Description of the task
What is needed is the number of lines in the data below that include "starting", stated by itself.
#### Data to use ####
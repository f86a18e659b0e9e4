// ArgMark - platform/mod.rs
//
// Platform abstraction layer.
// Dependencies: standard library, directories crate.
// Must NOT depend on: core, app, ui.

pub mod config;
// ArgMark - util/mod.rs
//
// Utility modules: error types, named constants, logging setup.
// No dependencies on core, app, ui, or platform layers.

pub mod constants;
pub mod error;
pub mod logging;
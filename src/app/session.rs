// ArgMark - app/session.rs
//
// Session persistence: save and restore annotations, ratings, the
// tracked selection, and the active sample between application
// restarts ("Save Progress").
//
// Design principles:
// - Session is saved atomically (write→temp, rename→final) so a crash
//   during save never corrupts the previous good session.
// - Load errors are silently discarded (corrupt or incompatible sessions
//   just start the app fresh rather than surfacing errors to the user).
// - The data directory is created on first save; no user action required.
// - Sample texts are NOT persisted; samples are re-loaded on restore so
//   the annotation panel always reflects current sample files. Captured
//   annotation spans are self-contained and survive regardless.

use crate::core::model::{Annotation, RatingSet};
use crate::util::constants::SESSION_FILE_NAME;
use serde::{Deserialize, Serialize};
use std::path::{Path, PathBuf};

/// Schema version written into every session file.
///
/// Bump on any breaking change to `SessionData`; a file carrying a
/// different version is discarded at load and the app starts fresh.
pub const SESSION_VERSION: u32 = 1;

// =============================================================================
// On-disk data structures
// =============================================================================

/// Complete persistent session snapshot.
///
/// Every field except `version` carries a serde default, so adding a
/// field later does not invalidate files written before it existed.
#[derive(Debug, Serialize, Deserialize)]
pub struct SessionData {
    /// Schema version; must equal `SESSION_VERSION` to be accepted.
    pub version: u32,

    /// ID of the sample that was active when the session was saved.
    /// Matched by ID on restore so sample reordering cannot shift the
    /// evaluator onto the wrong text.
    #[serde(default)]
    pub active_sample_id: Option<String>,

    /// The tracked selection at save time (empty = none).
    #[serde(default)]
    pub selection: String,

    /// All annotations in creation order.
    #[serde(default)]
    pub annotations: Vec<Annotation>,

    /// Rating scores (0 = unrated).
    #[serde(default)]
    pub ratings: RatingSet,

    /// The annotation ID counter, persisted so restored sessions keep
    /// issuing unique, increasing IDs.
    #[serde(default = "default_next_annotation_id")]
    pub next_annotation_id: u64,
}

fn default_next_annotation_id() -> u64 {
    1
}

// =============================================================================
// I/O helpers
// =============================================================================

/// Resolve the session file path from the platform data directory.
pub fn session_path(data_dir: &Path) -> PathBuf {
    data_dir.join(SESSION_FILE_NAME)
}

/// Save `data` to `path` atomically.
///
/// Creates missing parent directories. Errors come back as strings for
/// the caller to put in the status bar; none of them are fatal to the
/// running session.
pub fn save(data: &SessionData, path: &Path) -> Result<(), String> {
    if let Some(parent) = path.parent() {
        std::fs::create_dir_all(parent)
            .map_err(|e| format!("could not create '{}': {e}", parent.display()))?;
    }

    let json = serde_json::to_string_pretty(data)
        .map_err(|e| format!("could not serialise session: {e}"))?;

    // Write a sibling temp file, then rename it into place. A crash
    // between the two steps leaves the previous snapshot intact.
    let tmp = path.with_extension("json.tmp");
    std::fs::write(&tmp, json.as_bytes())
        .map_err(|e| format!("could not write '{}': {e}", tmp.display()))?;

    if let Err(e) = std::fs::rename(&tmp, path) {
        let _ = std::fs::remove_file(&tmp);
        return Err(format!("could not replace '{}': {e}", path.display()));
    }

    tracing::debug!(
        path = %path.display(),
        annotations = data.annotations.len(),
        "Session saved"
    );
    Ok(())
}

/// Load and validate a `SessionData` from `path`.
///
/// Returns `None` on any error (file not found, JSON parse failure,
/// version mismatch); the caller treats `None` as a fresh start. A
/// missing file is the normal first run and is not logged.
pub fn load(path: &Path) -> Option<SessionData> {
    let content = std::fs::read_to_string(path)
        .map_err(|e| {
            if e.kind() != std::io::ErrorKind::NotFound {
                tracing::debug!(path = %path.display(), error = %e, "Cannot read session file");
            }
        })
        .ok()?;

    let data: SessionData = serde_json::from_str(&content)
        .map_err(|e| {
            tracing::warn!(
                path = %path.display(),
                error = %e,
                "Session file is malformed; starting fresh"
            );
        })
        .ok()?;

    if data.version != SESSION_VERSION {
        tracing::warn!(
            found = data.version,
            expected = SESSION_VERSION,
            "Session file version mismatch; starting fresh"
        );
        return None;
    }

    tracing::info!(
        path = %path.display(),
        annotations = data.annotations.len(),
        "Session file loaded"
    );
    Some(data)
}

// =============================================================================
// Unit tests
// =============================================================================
####
Output for this exercise
2